Saya memutuskan untuk ke pantai. Sekedar untuk mencari udara segar? Akhg tidak. Lebih baik sekalian berburu ikan lele, agar bisa menemani nasi di meja saat makan malam tiba. Hahahha 

Oh ya, ikan yang akan saya buru ini bukanlah jenis ikan lele yang beracun itu loh ya. Lele laut di daerah ini tanpa patil. Nene moyang kami mewarisi kebisaaan memburu ikan ini turun temurun. 
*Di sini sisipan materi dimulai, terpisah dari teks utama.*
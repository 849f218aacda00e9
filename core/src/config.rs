/// Configuration for a merge run
///
/// Every default matches the repository layout the extraction scripts
/// produce, so an empty (or absent) config file is a valid one.
use crate::formats::LanguageTags;
use crate::store::DEFAULT_MISSING_ORIGINAL;
use serde::{Deserialize, Serialize};
use std::fs;
use std::path::{Path, PathBuf};
use thiserror::Error;

#[derive(Debug, Error)]
pub enum ConfigError {
    #[error("Failed to read config file {path}: {source}")]
    Read {
        path: PathBuf,
        source: std::io::Error,
    },

    #[error("Failed to write config file {path}: {source}")]
    Write {
        path: PathBuf,
        source: std::io::Error,
    },

    #[error("Failed to parse YAML config: {0}")]
    Yaml(#[from] serde_yaml::Error),

    #[error("Failed to parse JSON config: {0}")]
    Json(#[from] serde_json::Error),
}

/// Where the inputs and the memory file live, relative to the repository root
#[derive(Debug, Clone, Serialize, Deserialize, PartialEq, Eq)]
#[serde(rename_all = "camelCase", default)]
pub struct LayoutOptions {
    pub data_dir: String,
    /// One `<name>_<id>` subdirectory per module
    pub output_files_dir: String,
    /// One `<id>` subdirectory per module
    pub completed_files_dir: String,
    pub source_file: String,
    pub recorded_file: String,
    pub candidate_file: String,
    pub memory_file: String,
    /// Directory whose presence marks the repository root
    pub root_marker: String,
}

impl Default for LayoutOptions {
    fn default() -> Self {
        Self {
            data_dir: "data".to_string(),
            output_files_dir: "output_files".to_string(),
            completed_files_dir: "completed_files".to_string(),
            source_file: "EN_output.txt".to_string(),
            recorded_file: "CN_output.txt".to_string(),
            candidate_file: "en_completed.txt".to_string(),
            memory_file: "translations_CN.txt".to_string(),
            root_marker: "translation_utils".to_string(),
        }
    }
}

#[derive(Debug, Clone, Serialize, Deserialize, PartialEq, Eq)]
#[serde(rename_all = "camelCase", default)]
pub struct MemoryOptions {
    pub tags: LanguageTags,
    /// Original text written for keys the extraction did not produce
    pub missing_original: String,
    /// Keep a timestamped copy of the previous memory file
    pub backup: bool,
}

impl Default for MemoryOptions {
    fn default() -> Self {
        Self {
            tags: LanguageTags::default(),
            missing_original: DEFAULT_MISSING_ORIGINAL.to_string(),
            backup: false,
        }
    }
}

#[derive(Debug, Clone, Default, Serialize, Deserialize, PartialEq, Eq)]
#[serde(default)]
pub struct MergeConfig {
    pub layout: LayoutOptions,
    pub memory: MemoryOptions,
}

impl MergeConfig {
    pub fn from_yaml_file<P: AsRef<Path>>(path: P) -> Result<Self, ConfigError> {
        let path = path.as_ref();
        let content = fs::read_to_string(path).map_err(|source| ConfigError::Read {
            path: path.to_path_buf(),
            source,
        })?;
        Self::from_yaml(&content)
    }

    pub fn from_yaml(yaml: &str) -> Result<Self, ConfigError> {
        if yaml.trim().is_empty() {
            return Ok(Self::default());
        }
        Ok(serde_yaml::from_str(yaml)?)
    }

    pub fn to_yaml_file<P: AsRef<Path>>(&self, path: P) -> Result<(), ConfigError> {
        let path = path.as_ref();
        let content = serde_yaml::to_string(self)?;
        fs::write(path, content).map_err(|source| ConfigError::Write {
            path: path.to_path_buf(),
            source,
        })
    }

    pub fn from_json(json: &str) -> Result<Self, ConfigError> {
        Ok(serde_json::from_str(json)?)
    }

    pub fn to_json(&self) -> Result<String, ConfigError> {
        Ok(serde_json::to_string_pretty(self)?)
    }

    pub fn data_dir(&self, root: &Path) -> PathBuf {
        root.join(&self.layout.data_dir)
    }

    pub fn output_files_dir(&self, root: &Path) -> PathBuf {
        self.data_dir(root).join(&self.layout.output_files_dir)
    }

    pub fn candidate_path(&self, root: &Path, module_id: &str) -> PathBuf {
        self.data_dir(root)
            .join(&self.layout.completed_files_dir)
            .join(module_id)
            .join(&self.layout.candidate_file)
    }

    pub fn memory_path(&self, root: &Path) -> PathBuf {
        self.data_dir(root).join(&self.layout.memory_file)
    }
}
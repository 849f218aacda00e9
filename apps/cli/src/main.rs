use std::process::ExitCode;

fn main() -> ExitCode {
    cli_lib::run_cli()
}
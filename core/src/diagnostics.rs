/// Recoverable problems found during a merge pass
///
/// None of these stop the pass. They are collected, logged, and decide the
/// exit status once the memory file has been written.
use serde::{Deserialize, Serialize};
use std::fmt;

#[derive(Debug, Clone, Copy, Serialize, Deserialize, PartialEq, Eq, Hash)]
#[serde(rename_all = "snake_case")]
pub enum DiagnosticKind {
    /// A line matched neither the record grammar nor a comment/blank line
    Format,
    /// An expected per-module input file does not exist
    MissingCompanionFile,
    /// A module directory name lacks the `<name>_<id>` separator
    MalformedModuleDir,
}

impl DiagnosticKind {
    pub fn label(self) -> &'static str {
        match self {
            Self::Format => "Format Error",
            Self::MissingCompanionFile => "Missing file",
            Self::MalformedModuleDir => "Wrong directory format",
        }
    }
}

#[derive(Debug, Clone, Serialize, Deserialize, PartialEq, Eq)]
#[serde(rename_all = "camelCase")]
pub struct Diagnostic {
    pub kind: DiagnosticKind,
    pub file: String,
    /// 1-based physical line, when the problem is tied to one
    pub line: Option<usize>,
    pub message: String,
}

impl Diagnostic {
    pub fn format_error(file: impl Into<String>, line: usize, content: &str) -> Self {
        Self {
            kind: DiagnosticKind::Format,
            file: file.into(),
            line: Some(line),
            message: content.to_string(),
        }
    }

    pub fn missing_file(file: impl Into<String>) -> Self {
        Self {
            kind: DiagnosticKind::MissingCompanionFile,
            file: file.into(),
            line: None,
            message: String::new(),
        }
    }

    pub fn malformed_module_dir(dir_name: impl Into<String>) -> Self {
        Self {
            kind: DiagnosticKind::MalformedModuleDir,
            file: dir_name.into(),
            line: None,
            message: String::new(),
        }
    }

    /// Render as a GitHub Actions workflow command so CI marks the location.
    pub fn to_annotation(&self) -> String {
        let location = match self.line {
            Some(line) => format!("file={},line={}", self.file, line),
            None => format!("file={}", self.file),
        };
        if self.message.is_empty() {
            format!("::error {}::{}", location, self.kind.label())
        } else {
            format!("::error {}::{}: {}", location, self.kind.label(), self.message)
        }
    }
}

impl fmt::Display for Diagnostic {
    fn fmt(&self, f: &mut fmt::Formatter<'_>) -> fmt::Result {
        match self.line {
            Some(line) => write!(f, "{}:{}: {}", self.file, line, self.kind.label())?,
            None => write!(f, "{}: {}", self.file, self.kind.label())?,
        }
        if !self.message.is_empty() {
            write!(f, ": {}", self.message)?;
        }
        Ok(())
    }
}
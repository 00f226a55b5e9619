//! `plugfetch plan <url>` – print the fetch/extract command plan.

use anyhow::{bail, Result};
use plugfetch_core::{CommandPlan, Protocol};
use std::path::PathBuf;

/// Flags for `plugfetch plan`.
#[derive(Debug, Default)]
pub struct PlanOptions {
    pub dest: Option<PathBuf>,
    pub base: Option<PathBuf>,
    pub tools: Option<String>,
    pub json: bool,
}

pub fn run_plan(url: &str, opts: PlanOptions) -> Result<()> {
    let protocol = super::protocol(opts.base, opts.tools.as_deref())?;
    let Some(detection) = protocol.detect(url) else {
        bail!("unsupported URL: {url}");
    };
    let dest = opts.dest.unwrap_or(detection.path);

    let plan = protocol.plan_sync(url, &dest);
    if plan.is_empty() {
        bail!("no usable tools to fetch {url} into {}", dest.display());
    }
    tracing::info!("planned {} command(s) for {}", plan.len(), url);

    println!("{}", render(&plan, opts.json)?);
    Ok(())
}

fn render(plan: &CommandPlan, json: bool) -> Result<String> {
    if json {
        return Ok(serde_json::to_string_pretty(plan)?);
    }
    Ok(plan
        .iter()
        .map(|c| c.to_string())
        .collect::<Vec<_>>()
        .join("\n"))
}
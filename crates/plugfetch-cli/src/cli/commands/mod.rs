//! CLI command handlers. Each command is in its own file for clarity.

mod completions;
mod detect;
mod man;
mod name;
mod plan;

pub use completions::run_completions;
pub use detect::run_detect;
pub use man::run_man;
pub use name::run_name;
pub use plan::{run_plan, PlanOptions};

use anyhow::Result;
use plugfetch_core::config::{self, Config};
use plugfetch_core::probe::StaticProbe;
use plugfetch_core::HttpProtocol;
use std::path::PathBuf;

/// Loads config and builds the protocol, applying CLI overrides.
fn protocol(base: Option<PathBuf>, tools: Option<&str>) -> Result<HttpProtocol> {
    let mut cfg: Config = config::load_or_init()?;
    tracing::debug!("loaded config: {:?}", cfg);
    if base.is_some() {
        cfg.base_path = base;
    }
    let protocol = HttpProtocol::from_config(&cfg)?;
    Ok(match tools {
        Some(list) => protocol.with_probe(Box::new(StaticProbe::from_list(list))),
        None => protocol,
    })
}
Ada yang berukuran besar, kami menyebuttya Kpongu, dan ukuran kecil kami sebut Kposil. Ukuran paling besar sebesar ibu jari kaki orang dewasa dan lebih banyak berada di dalam air, sedangkan ada yang seukuran pangkal lidi dan hidup diantara sela batu, dan lebih banyak berada di luar air. 

Mudah saja menemukan yang kecil ini, tapi target saya bukan yang seukuran itu. Cari yang besar, biar ada cerita gitu loh..hahhaha 

Alat Tradisional Untuk Berburu Lele Laut.
Dahulu kala, nenek moyang kami mengunakan busur, dan anak panahnya dibuat sedemikian rupa.Sepotong kawat keras sebesar lidi dimasukan ke dalam sepotong ranting bambu , lalu dililit. Sementara ujung kawat satunya dibuat tajam. 

Namun sekarang senjata berburu itu kini tak lagi digunakan. Kami hanya butuh sebatang besi sebesar lidi, dengan panjang sekitar 60 sentimeter. Dengan selembar karet tipis yang diiris dari bekas ban dalam sepeda motor atau mobil. Ada juga yang menggunakan karet gelang. 

Karet diiikat di ujung besi, sementara ujung satunya dibuat meruncing seperti mata anak panah. Orang desa menyebutnya Sumpit. Padahal sangat berbeda jauh dengan yang digunakan orang untuk makan. Hahahhaha 

Tak butuh waktu lama menyiapkan alat tembak. saya masih butuh peralatan lainnya. Saya teringat seorang pengrajin tradisional , Om Joseph Kia Blolong. Langsung saya temukan dompet, meraih uang lima puluh ribu rupiah. Cap cus ke rumah beliau membeli kacamata selam. 

Banyak produk yang sudah jadi. beliau sudah sangat mahir dalam hal ini sehinga saya tak butuh waktu lama dalam memilih. hasil karyanya sangat cocok dan nyaman di mata spear fish amatiran seperti saya
Peralatan tempur sudah siap. Berangkatlah saya menuju pantai yang tauk jauh dari rumah. 10 menit sampai .

Pasang surut bergerak perlahan menjadi pasang naik. Ini adalah saat yang tepat untuk memburu lele laut. Ilmu yang diwariskan oleh nenek moyang di desa Lolong ini, memang masih tersimpan dalam benak saya. 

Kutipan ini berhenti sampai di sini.